I find people take exception to being accused of gaslighting. Gaslighting is an abusive behavior, specifically when a person manipulates information in such a way as to make a victim question his or her sanity. Gaslighting intentionally makes someone doubt their memories or perception of reality.So when I accuse someone of gaslighting folks like to respond with “well I just see it differently.” Me, “Mmm no you’re just lying.” Them, “Oh why do you always take things so literally?” Me, “Why did I take the words you clearly said to me as literal? Can’t imagine why.”
I think we have created a society where gaslighting is the last acceptable form of victim blaming. We are just manipulative enough towards someone we find attractive…and then walk away.
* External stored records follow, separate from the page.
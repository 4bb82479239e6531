//! Check command handler

use graph_site::config::Config;
use graph_site::core::site::SiteAssembler;

/// Print the graph and its diagnostics, then render the site without writing it
pub fn run(config: &Config) {
    let input = super::load_input(config);
    let graph = &input.graph;

    print!("{graph}");

    println!();
    println!("Starting nodes: {}", input.starting_nodes.join(", "));
    println!("Self-loops: {}", join_ids(&graph.self_loops()));
    println!("Dangling references: {}", join_ids(&graph.dangling_references()));
    println!(
        "Missing starting nodes: {}",
        join_ids(&input.missing_starting_nodes())
    );

    let rendered = config
        .site_options()
        .and_then(|options| SiteAssembler::new(options).render(graph, &input.starting_nodes));

    match rendered {
        Ok(files) => println!("✓ {} files would be generated", files.len()),
        Err(e) => {
            eprintln!("✗ {e}");
            std::process::exit(1);
        }
    }
}

fn join_ids(ids: &[&String]) -> String {
    if ids.is_empty() {
        "none".to_string()
    } else {
        ids.iter().map(|id| id.as_str()).collect::<Vec<_>>().join(", ")
    }
}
Then, not just the gaslighter, but society says to the injured party “you should have protected yourself.” Now, not one person with good sense asks anyone who was mugged “why did you go to the bank today?” So why do you ask a person who was genuine and open with someone who is committed to lying to them and presenting alternative facts” why didn’t you protect yourself?” As a native New Yorker, I can attest that there are things you should do to ensure your safety while taking money out of the ATM, but I can also assure you that the MUGGER is to blame for the incident, not the person who got mugged. So the person who is a liar and a gaslighter, even if it is miniscule (in their opinion) is to blame for the hurt feelings of the person they are speaking to.
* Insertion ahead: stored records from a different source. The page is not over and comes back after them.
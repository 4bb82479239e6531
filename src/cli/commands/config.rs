//! Config command handler

use crate::args::ConfigSubcommand;
use graph_site::config::Config;
use std::io::{self, Write};

/// Dispatch config subcommands
pub fn run(subcommand: Option<ConfigSubcommand>, config: &mut Config, defaults: &Config) {
    match subcommand {
        None => show(config, None),
        Some(ConfigSubcommand::Get { key }) => show(config, key.as_deref()),
        Some(ConfigSubcommand::Set { key, value }) => set(config, &key, &value),
        Some(ConfigSubcommand::Unset { key }) => unset(config, defaults, &key),
        Some(ConfigSubcommand::Reset) => reset(),
    }
}

/// Print one value, or the whole configuration with the file it lives in
fn show(config: &Config, key: Option<&str>) {
    if let Some(k) = key {
        match config.get(k) {
            Some(value) => println!("{value}"),
            None => {
                eprintln!("Unknown config key: '{k}'");
                std::process::exit(1);
            }
        }
    } else {
        println!("\n=== Configuration ===");
        println!("({})\n", Config::get_config_file_path().display());
        print!("{config}");
    }
}

fn save_or_exit(config: &Config) {
    if let Err(e) = config.save() {
        eprintln!("✗ Failed to save config: {e}");
        std::process::exit(1);
    }
}

/// Set a value and persist it; echoes the stored form (e.g. `list` becomes `plain`)
fn set(config: &mut Config, key: &str, value: &str) {
    if let Err(e) = config.set(key, value) {
        eprintln!("✗ {e}");
        std::process::exit(1);
    }
    save_or_exit(config);

    let stored = config.get(key).unwrap_or_else(|| value.to_string());
    println!("✓ Set {key} = {stored}");
}

fn unset(config: &mut Config, defaults: &Config, key: &str) {
    if let Err(e) = config.unset(key, defaults) {
        eprintln!("✗ {e}");
        std::process::exit(1);
    }
    save_or_exit(config);

    println!("✓ Reset {key} to default");
}

/// Delete the config file after confirmation
fn reset() {
    if !Config::get_config_file_path().exists() {
        println!("✓ Config is already at defaults");
        return;
    }

    print!("Reset graphsite config to defaults? (y/n): ");
    io::stdout().flush().ok();

    let mut response = String::new();
    io::stdin().read_line(&mut response).ok();
    let response = response.trim();

    if response.eq_ignore_ascii_case("y") || response.eq_ignore_ascii_case("yes") {
        if let Err(e) = Config::reset() {
            eprintln!("✗ Failed to remove config file: {e}");
            std::process::exit(1);
        }
        println!("✓ Config reset to defaults");
    } else {
        println!("✗ Reset cancelled");
    }
}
We need to be accountable. I guarantee you if you can’t just admit you were in the wrong in your situationship, you won’t do it when the stakes are even higher. The most ironic part of me writing this is that probably not one gaslighter will read to the end or change their behaviors. So really this is for my fellow victims I guess. I want you to know it wasn’t you, it really was them, they are the problem not you and that you were not wrong to be open and kind, they were wrong to mug you of joy.